What if you could control complex workflows with just a simple rule instead of endless if-else checks?

The Scenario

Imagine you have a complex workflow with many tasks, and you need to decide when the next task should run based on the success or failure of previous tasks. Doing this manually means checking each task's status one by one and writing complicated code to handle every possible case.

The Problem

Manually tracking task outcomes is slow and error-prone. You might miss a failure or accidentally start a task too early. This can cause your whole workflow to break or produce wrong results, and debugging becomes a nightmare.

The Solution

Trigger rules like all_success, one_success, and none_failed let you easily control when tasks run based on previous task results.

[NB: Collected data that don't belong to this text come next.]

//! A distributed task queue core: job registry, task store and
//! lifecycle state machine, in-process queue, periodic scheduler, and
//! worker dispatch loop.

pub mod config;
pub mod demo_jobs;
pub mod errors;
pub mod job;
pub mod monitor;
pub mod queue;
pub mod registry;
pub mod scheduler;
pub mod task;
pub mod worker;

pub use job::{Job, JobDescriptor, JobFuture, JobOutput, Schedule, TaskContext};
pub use monitor::Monitor;
pub use queue::{InProcessQueue, Message, Queue, QueueConsumer, SharedConsumer};
pub use registry::{JobRegistry, JobRegistryBuilder, JobSummary, SharedJobRegistry};
pub use task::{
    InMemoryTaskStore, RevokedReason, SharedTaskStore, TaskFilter, TaskPatch, TaskRecord,
    TaskResult, TaskStatus, TaskStore,
};
pub use worker::{Worker, WorkerConfig};
//! Error kinds raised by the task queue core.
//!
//! Each concern (registry, store, queue, scheduler, worker) gets its own
//! error enum so callers can match on kind rather than parse strings.

use thiserror::Error;
use uuid::Uuid;

/// Errors raised by the [`crate::registry::JobRegistry`].
#[derive(Error, Debug)]
pub enum RegistryError {
    #[error("job not found: {0}")]
    JobNotFound(String),

    #[error("job already registered: {0}")]
    Duplicate(String),
}

/// Errors raised by a [`crate::task::store::TaskStore`] implementation.
#[derive(Error, Debug)]
pub enum StoreError {
    #[error("task not found: {0}")]
    NotFound(Uuid),

    #[error("task already exists: {0}")]
    Duplicate(Uuid),

    #[error("illegal transition for task {id}: {from:?} -> {to:?}")]
    IllegalTransition {
        id: Uuid,
        from: crate::task::TaskStatus,
        to: crate::task::TaskStatus,
    },

    #[error("timed out waiting for task {0} to reach a terminal state")]
    Timeout(Uuid),
}

/// Errors raised by a [`crate::queue::Queue`] implementation.
#[derive(Error, Debug)]
pub enum QueueError {
    #[error("queue is at capacity")]
    Full,

    #[error("queue is closed")]
    Closed,
}

/// Errors raised by the worker dispatch loop outside of a job's own
/// failure (which is captured as the task's `result`, not propagated
/// here).
#[derive(Error, Debug)]
pub enum WorkerError {
    #[error(transparent)]
    Store(#[from] StoreError),

    #[error(transparent)]
    Registry(#[from] RegistryError),
}

/// Errors raised by the [`crate::scheduler::Scheduler`].
#[derive(Error, Debug)]
pub enum SchedulerError {
    #[error(transparent)]
    Registry(#[from] RegistryError),

    #[error(transparent)]
    Store(#[from] StoreError),

    #[error(transparent)]
    Queue(#[from] QueueError),

    #[error("invalid recurrence rule {rule:?}: {source}")]
    InvalidSchedule {
        rule: String,
        #[source]
        source: anyhow::Error,
    },
}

They handle all the logic for you, so you just pick the rule that fits your need and trust Airflow to manage the rest.

Before vs After
Before
if task1.status == 'success' and task2.status == 'success':
    run_next_task()
After
next_task = PythonOperator(
    task_id='next_task',
    trigger_rule='all_success',
    ...
)
What It Enables

It enables reliable and clear workflow control without writing complex status checks, making your data pipelines robust and easier to maintain.

Real Life Example

For example, in a data pipeline, you want to load data only if all previous data extraction tasks succeeded (all_success), or you want to send a notification if at least one task succeeded (one_success), or proceed only if no tasks failed (none_failed).

Key Takeaways

Manual task status checks are complicated and fragile.

Trigger rules simplify when tasks run based on others' results.

They make workflows more reliable and easier to manage.